📖 Overview
Advanced R provides comprehensive coverage of the R programming language's internal workings and advanced functionality. The book targets intermediate R users who want to deepen their understanding of the language and improve their programming skills.
The text progresses through key topics including object-oriented programming, metaprogramming, functional programming, and R's memory management system. Each concept is explained through examples and exercises that build practical knowledge.
The book includes detailed explorations of R's unique features like non-standard evaluation, condition handling, and performance optimization techniques. Code samples demonstrate both common usage patterns and edge cases that highlight R's distinctive behaviors.
This work serves as both a technical reference and a guide to writing more efficient, maintainable R code. The material challenges readers to think differently about programming while building expertise in R's advanced capabilities.
👀 Reviews
Readers describe this as a technical deep-dive into R's internals, best suited for those who already know R and want to understand how it works under the hood. The book teaches advanced R concepts and programming techniques.
Readers liked:
- Clear explanations of complex topics like environments, closures, and metaprogramming
- Practical examples that demonstrate concepts
- Online version available free
- Exercises that reinforce learning
Common criticisms:
- Too advanced for R beginners
- Some sections are dense and require multiple readings
- Examples could be more applied/practical
- Print version has formatting issues
Ratings:
Goodreads: 4.26/5 (239 ratings)
Amazon: 4.5/5 (115 ratings)
Reader quote: "Not a book to read cover-to-cover, but an excellent reference for understanding R's peculiarities." - Goodreads reviewer
Several readers noted the 2nd edition (2019) improved readability and examples compared to the 1st edition.
📚 Similar books
The Art of R Programming by Norman Matloff
This text focuses on R as a programming language rather than a statistical tool, offering insights into software development practices and computational efficiency.

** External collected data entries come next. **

use crate::error::{Result, ScanError};
use scraper::{Html, Selector};
use tracing::debug;
use url::Url;

/// Schemes that name a fetchable page.
const WEB_SCHEMES: [&str; 2] = ["http", "https"];

/// Collects the raw `href` values of every anchor, in document order.
///
/// The body is decoded lossily; the HTML parser itself never rejects input.
pub fn extract_hrefs(body: &[u8]) -> Vec<String> {
    let html = String::from_utf8_lossy(body);
    let document = Html::parse_document(&html);

    let link_selector = Selector::parse("a[href]").expect("static selector is valid");

    document
        .select(&link_selector)
        .filter_map(|element| element.value().attr("href"))
        .map(|href| href.to_string())
        .collect()
}

/// Resolves `href` against the page it was found on.
///
/// Returns `Ok(None)` for targets outside the web graph (`mailto:`,
/// `javascript:` and friends) and `Err` when the reference cannot be parsed.
pub fn resolve(base: &Url, href: &str) -> Result<Option<String>> {
    let resolved = base
        .join(href)
        .map_err(|e| ScanError::InvalidUrl(format!("{:?} on {}: {}", href, base, e)))?;

    if !WEB_SCHEMES.contains(&resolved.scheme()) {
        debug!("Skipping non-web link {}", resolved);
        return Ok(None);
    }

    Ok(Some(resolved.to_string()))
}

/// Absolute URLs of every anchor on the page. The first unresolvable
/// `href` fails the whole extraction.
pub fn extract_links(body: &[u8], base_url: &str) -> Result<Vec<String>> {
    let base = Url::parse(base_url)
        .map_err(|e| ScanError::InvalidUrl(format!("{}: {}", base_url, e)))?;

    let mut links = Vec::new();
    for href in extract_hrefs(body) {
        if let Some(link) = resolve(&base, &href)? {
            links.push(link);
        }
    }

    Ok(links)
}

#[cfg(test)]
mod tests {
    use super::*;

    fn base() -> Url {
        Url::parse("http://example.com/docs/index.html").unwrap()
    }

    #[test]
    fn test_extract_hrefs_in_document_order() {
        let body = br#"<html><body>
            <a href="/b">B</a>
            <div><a href="a.html">A</a></div>
            <a name="anchor-without-href">x</a>
            <a href="https://other.org/">Other</a>
        </body></html>"#;

        let hrefs = extract_hrefs(body);
        assert_eq!(hrefs, vec!["/b", "a.html", "https://other.org/"]);
    }

    #[test]
    fn test_extract_hrefs_tolerates_broken_markup() {
        let body = b"<a href='/x'>unclosed <p><a href=/y>bare";
        assert_eq!(extract_hrefs(body), vec!["/x", "/y"]);
    }

    #[test]
    fn test_extract_hrefs_non_utf8_body() {
        let mut body = b"<a href=\"/ok\">".to_vec();
        body.extend_from_slice(&[0xff, 0xfe, 0xfd]);
        body.extend_from_slice(b"</a>");
        assert_eq!(extract_hrefs(&body), vec!["/ok"]);
    }

    #[test]
    fn test_resolve_relative() {
        assert_eq!(
            resolve(&base(), "guide.html").unwrap(),
            Some("http://example.com/docs/guide.html".to_string())
        );
        assert_eq!(
            resolve(&base(), "../about").unwrap(),
            Some("http://example.com/about".to_string())
        );
        assert_eq!(
            resolve(&base(), "/").unwrap(),
            Some("http://example.com/".to_string())
        );
    }

    #[test]
    fn test_resolve_keeps_fragment_and_query() {
        assert_eq!(
            resolve(&base(), "#top").unwrap(),
            Some("http://example.com/docs/index.html#top".to_string())
        );
        assert_eq!(
            resolve(&base(), "search?q=rust").unwrap(),
            Some("http://example.com/docs/search?q=rust".to_string())
        );
    }

    #[test]
    fn test_resolve_absolute_other_host() {
        assert_eq!(
            resolve(&base(), "https://rust-lang.org/learn").unwrap(),
            Some("https://rust-lang.org/learn".to_string())
        );
    }

    #[test]
    fn test_resolve_skips_non_web_schemes() {
        assert_eq!(resolve(&base(), "mailto:someone@example.com").unwrap(), None);
        assert_eq!(resolve(&base(), "javascript:void(0)").unwrap(), None);
        assert_eq!(resolve(&base(), "tel:+15555550100").unwrap(), None);
    }

    #[test]
    fn test_resolve_invalid_href() {
        let result = resolve(&base(), "http://[::1");
        assert!(matches!(result, Err(ScanError::InvalidUrl(_))));
    }

    #[test]
    fn test_extract_links_resolves_against_base() {
        let body = br#"<a href="a">A</a><a href="mailto:x@y.z">mail</a><a href="/b">B</a>"#;
        let links = extract_links(body, "http://example.com/dir/").unwrap();
        assert_eq!(
            links,
            vec!["http://example.com/dir/a", "http://example.com/b"]
        );
    }

    #[test]
    fn test_extract_links_fails_on_bad_href() {
        let body = br#"<a href="/fine">ok</a><a href="http://[::1">bad</a>"#;
        assert!(extract_links(body, "http://example.com/").is_err());
    }

    #[test]
    fn test_extract_links_bad_base() {
        assert!(matches!(
            extract_links(b"", "not a url"),
            Err(ScanError::InvalidUrl(_))
        ));
    }
}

R Packages by Hadley Wickham The book provides a systematic approach to creating R packages, covering documentation, testing, and best practices for package development.
Statistical Programming with SAS and R by Ken Kleinman and Nicholas J. Horton The text presents parallel implementations in both R and SAS, illuminating programming concepts through comparative analysis.

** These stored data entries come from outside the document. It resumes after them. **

use linkmap::commands::command_argument_builder;
use linkmap::handlers::*;
use linkmap_core::render::OutputFormat;
use linkmap_core::report::ReportFormat;
use linkmap_scanner::HrefPolicy;
use std::fs;
use std::path::{Path, PathBuf};
use std::time::Duration;
use tempfile::TempDir;
use wiremock::{
    Mock, MockServer, ResponseTemplate,
    matchers::{method, path},
};

fn config_from(args: &[&str]) -> RunConfig {
    let mut argv = vec!["linkmap"];
    argv.extend_from_slice(args);
    let matches = command_argument_builder()
        .try_get_matches_from(argv)
        .unwrap();
    parse_run_config(&matches).unwrap()
}

#[test]
fn test_parse_url_line_with_scheme() {
    let result = parse_url_line("https://example.com");
    assert_eq!(result, Some("https://example.com".to_string()));
}

#[test]
fn test_parse_url_line_without_scheme() {
    assert_eq!(
        parse_url_line("example.com"),
        Some("http://example.com".to_string())
    );
    assert_eq!(
        parse_url_line("localhost:8080/docs"),
        Some("http://localhost:8080/docs".to_string())
    );
}

#[test]
fn test_parse_url_line_invalid() {
    assert_eq!(parse_url_line("not a valid url!!!"), None);
    assert_eq!(parse_url_line("   "), None);
}

#[test]
fn test_pick_format() {
    assert_eq!(pick_format(Some("png"), Path::new("out.svg")), OutputFormat::Png);
    assert_eq!(pick_format(None, Path::new("graph.pdf")), OutputFormat::Pdf);
    assert_eq!(pick_format(None, Path::new("graph")), OutputFormat::Svg);
}

#[test]
fn test_expand_path_plain() {
    assert_eq!(expand_path("out.svg"), PathBuf::from("out.svg"));
}

#[test]
fn test_default_config() {
    let config = config_from(&[]);

    assert_eq!(config.url, "https://golang.org");
    assert_eq!(config.limits.max_depth, 4);
    assert_eq!(config.limits.max_nodes, 32);
    assert_eq!(config.timeout, Duration::from_millis(7500));
    assert_eq!(config.output, PathBuf::from("out.svg"));
    assert_eq!(config.format, OutputFormat::Svg);
    assert_eq!(config.renderer, "dot");
    assert_eq!(config.href_policy, HrefPolicy::Strict);
    assert!(config.report.is_none());
    assert!(!config.quiet);
}

#[test]
fn test_config_from_flags() {
    let config = config_from(&[
        "-u",
        "example.org/start",
        "-d",
        "2",
        "-n",
        "10",
        "-t",
        "1500",
        "-o",
        "site.png",
        "--skip-invalid-links",
        "-r",
        "report.json",
        "--report-format",
        "json",
        "-q",
    ]);

    assert_eq!(config.url, "http://example.org/start");
    assert_eq!(config.limits.max_depth, 2);
    assert_eq!(config.limits.max_nodes, 10);
    assert_eq!(config.timeout, Duration::from_millis(1500));
    assert_eq!(config.format, OutputFormat::Png);
    assert_eq!(config.href_policy, HrefPolicy::Skip);
    assert_eq!(
        config.report,
        Some((PathBuf::from("report.json"), ReportFormat::Json))
    );
    assert!(config.quiet);
}

#[test]
fn test_invalid_depth_rejected() {
    let result = command_argument_builder().try_get_matches_from(["linkmap", "-d", "deep"]);
    assert!(result.is_err());
}

#[test]
fn test_exit_codes_are_distinct() {
    let crawl = RunFailure::Crawl(anyhow::anyhow!("boom"));
    let render = RunFailure::Render(anyhow::anyhow!("boom"));

    assert_eq!(crawl.exit_code(), EXIT_CRAWL_FAILURE);
    assert_eq!(render.exit_code(), EXIT_RENDER_FAILURE);
    assert_ne!(EXIT_CRAWL_FAILURE, EXIT_RENDER_FAILURE);
    assert_ne!(EXIT_SUCCESS, EXIT_CRAWL_FAILURE);
}

async fn small_site() -> MockServer {
    let server = MockServer::start().await;
    Mock::given(method("GET"))
        .and(path("/"))
        .respond_with(ResponseTemplate::new(200).set_body_bytes(b"<a href=\"/a\">a</a>".to_vec()))
        .mount(&server)
        .await;
    Mock::given(method("GET"))
        .and(path("/a"))
        .respond_with(ResponseTemplate::new(200).set_body_bytes(b"<a href=\"/\">home</a>".to_vec()))
        .mount(&server)
        .await;
    server
}

#[tokio::test]
async fn test_run_writes_graph_and_report() {
    let server = small_site().await;
    let dir = TempDir::new().unwrap();
    let output = dir.path().join("web.dot");
    let report = dir.path().join("report.md");

    let config = config_from(&[
        "-u",
        &format!("{}/", server.uri()),
        "-o",
        output.to_str().unwrap(),
        "-r",
        report.to_str().unwrap(),
        "--report-format",
        "markdown",
        "-q",
    ]);
    assert_eq!(config.format, OutputFormat::Dot);

    let Ok(report_run) = run(&config, None).await else {
        panic!("run failed");
    };
    assert_eq!(report_run.outcome.graph.node_count(), 2);
    assert_eq!(report_run.render.output, output);
    assert_eq!(report_run.report_written.as_deref(), Some(report.as_path()));

    let dot = fs::read_to_string(&output).unwrap();
    assert!(dot.starts_with("digraph \"web\" {"));
    assert!(dot.contains("rankdir=\"LR\""));
    assert!(dot.contains("[ dir=back ]"));

    let report = fs::read_to_string(&report).unwrap();
    assert!(report.contains("# Linkmap Crawl Report"));
}

#[tokio::test]
async fn test_run_render_failure_exit_code() {
    let server = small_site().await;
    let dir = TempDir::new().unwrap();
    let output = dir.path().join("out.svg");

    let config = config_from(&[
        "-u",
        &format!("{}/", server.uri()),
        "-o",
        output.to_str().unwrap(),
        "--renderer",
        "linkmap-no-such-renderer",
        "-q",
    ]);

    let Err(failure) = run(&config, None).await else {
        panic!("rendering with a missing program should fail");
    };
    assert_eq!(failure.exit_code(), EXIT_RENDER_FAILURE);
    assert!(!output.exists());
}

#[tokio::test]
async fn test_run_crawl_failure_exit_code() {
    let server = MockServer::start().await;
    Mock::given(method("GET"))
        .and(path("/"))
        .respond_with(ResponseTemplate::new(200).set_body_bytes(b"<a href=\"/slow\">s</a>".to_vec()))
        .mount(&server)
        .await;
    Mock::given(method("GET"))
        .and(path("/slow"))
        .respond_with(ResponseTemplate::new(200).set_delay(Duration::from_millis(500)))
        .mount(&server)
        .await;

    let dir = TempDir::new().unwrap();
    let output = dir.path().join("out.dot");
    let config = config_from(&[
        "-u",
        &format!("{}/", server.uri()),
        "-t",
        "50",
        "-o",
        output.to_str().unwrap(),
        "-q",
    ]);

    let Err(failure) = run(&config, None).await else {
        panic!("a timed out fetch should fail the crawl");
    };
    assert_eq!(failure.exit_code(), EXIT_CRAWL_FAILURE);
    assert!(!output.exists(), "no image after a failed crawl");
}

#[tokio::test]
async fn test_run_unwritable_report_is_not_claimed() {
    let server = small_site().await;
    let dir = TempDir::new().unwrap();
    let output = dir.path().join("web.dot");
    let report = dir.path().join("missing").join("report.txt");

    let config = config_from(&[
        "-u",
        &format!("{}/", server.uri()),
        "-o",
        output.to_str().unwrap(),
        "-r",
        report.to_str().unwrap(),
        "-q",
    ]);

    let Ok(report_run) = run(&config, None).await else {
        panic!("an unwritable report must not fail the run");
    };
    assert!(report_run.report_written.is_none());
    assert!(output.exists());
}

#[test]
fn test_write_report_without_report_flag() {
    let config = config_from(&["-q"]);
    let outcome = linkmap_core::crawl::CrawlOutcome {
        seed: config.url.clone(),
        limits: config.limits,
        graph: linkmap_scanner::LinkGraph::new(),
        stats: Default::default(),
        elapsed: Duration::ZERO,
    };
    assert!(write_report(&config, &outcome).is_none());
}

#[test]
fn test_page_printer_follows_quiet_flag() {
    assert!(page_printer(true).is_none());
    assert!(page_printer(false).is_some());
}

Python for R Users by Ajay Ohri The book bridges R and Python programming paradigms, demonstrating equivalent implementations and highlighting the strengths of each language.
The Book of R by Tilman M. Davies This comprehensive guide progresses from basic programming concepts to advanced R features, integrating programming theory with practical statistical applications.

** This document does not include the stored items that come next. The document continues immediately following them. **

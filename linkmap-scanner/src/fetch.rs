use crate::error::FetchError;
use reqwest::Client;
use std::error::Error as StdError;
use std::future::Future;
use std::io;
use std::time::{Duration, Instant};
use tracing::debug;

pub const USER_AGENT: &str = "Linkmap/0.1 (https://github.com/trapdoorsec/linkmap)";

/// Retrieves the raw body of a page.
pub trait Fetcher {
    fn fetch(
        &self,
        url: &str,
        timeout: Duration,
    ) -> impl Future<Output = Result<Vec<u8>, FetchError>> + Send;
}

/// Plain GET over a pooled reqwest client. Status codes are not inspected.
#[derive(Clone)]
pub struct HttpFetcher {
    client: Client,
}

impl HttpFetcher {
    pub fn new() -> Result<Self, FetchError> {
        let client = Client::builder()
            .user_agent(USER_AGENT)
            .pool_max_idle_per_host(10)
            .pool_idle_timeout(Duration::from_secs(90))
            .tcp_keepalive(Duration::from_secs(60))
            .redirect(reqwest::redirect::Policy::limited(10))
            .build()?;

        Ok(Self { client })
    }

    pub fn with_client(client: Client) -> Self {
        Self { client }
    }
}

impl Fetcher for HttpFetcher {
    async fn fetch(&self, url: &str, timeout: Duration) -> Result<Vec<u8>, FetchError> {
        debug!("Fetching {}", url);

        let start = Instant::now();
        let response = self
            .client
            .get(url)
            .timeout(timeout)
            .send()
            .await
            .map_err(|e| classify(e, timeout))?;

        let status = response.status();
        let body = response.bytes().await.map_err(|e| classify(e, timeout))?;

        debug!(
            "Fetched {} ({} bytes, status {}) in {:?}",
            url,
            body.len(),
            status.as_u16(),
            start.elapsed()
        );

        Ok(body.to_vec())
    }
}

/// Sort a reqwest failure into the crawl's error taxonomy.
pub fn classify(err: reqwest::Error, timeout: Duration) -> FetchError {
    if err.is_timeout() {
        return FetchError::Timeout(timeout);
    }

    if is_connection_closed(&err) {
        return FetchError::Closed(err.to_string());
    }

    FetchError::Transport(err)
}

fn is_connection_closed(err: &(dyn StdError + 'static)) -> bool {
    let mut source: Option<&(dyn StdError + 'static)> = Some(err);

    while let Some(e) = source {
        if let Some(io_err) = e.downcast_ref::<io::Error>()
            && matches!(
                io_err.kind(),
                io::ErrorKind::ConnectionReset
                    | io::ErrorKind::ConnectionAborted
                    | io::ErrorKind::BrokenPipe
                    | io::ErrorKind::UnexpectedEof
            )
        {
            return true;
        }

        // hyper reports a half-finished response this way
        if e.to_string().contains("connection closed before message completed") {
            return true;
        }

        source = e.source();
    }

    false
}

R Packages by Hadley Wickham The book provides a systematic approach to creating R packages, covering documentation, testing, and best practices for package development.
Statistical Programming with SAS and R by Ken Kleinman and Nicholas J. Horton The text presents parallel implementations in both R and SAS, illuminating programming concepts through comparative analysis.
Python for R Users by Ajay Ohri The book bridges R and Python programming paradigms, demonstrating equivalent implementations and highlighting the strengths of each language.
The Book of R by Tilman M. Davies This comprehensive guide progresses from basic programming concepts to advanced R features, integrating programming theory with practical statistical applications.
🤔 Interesting facts
🔸 The book's author, Hadley Wickham, created many of R's most popular packages including ggplot2, dplyr, and tidyr, which are downloaded millions of times each year.
🔸 Advanced R was initially developed as a website (adv-r.had.co.nz) before being published as a book, and both versions remain freely available online.
🔸 The book's second edition underwent a complete rewrite, with about 90% new content compared to the first edition, including major new sections on metaprogramming and functional programming.
🔸 Hadley Wickham's contributions to R programming were so significant that in 2019 he became the first person to be awarded the COPSS Presidents' Award for his "influential work in statistical computing."
🔸 While the book is considered advanced, it's designed to be accessible to readers who have never written a function in R before, progressively building from foundational concepts to complex programming techniques.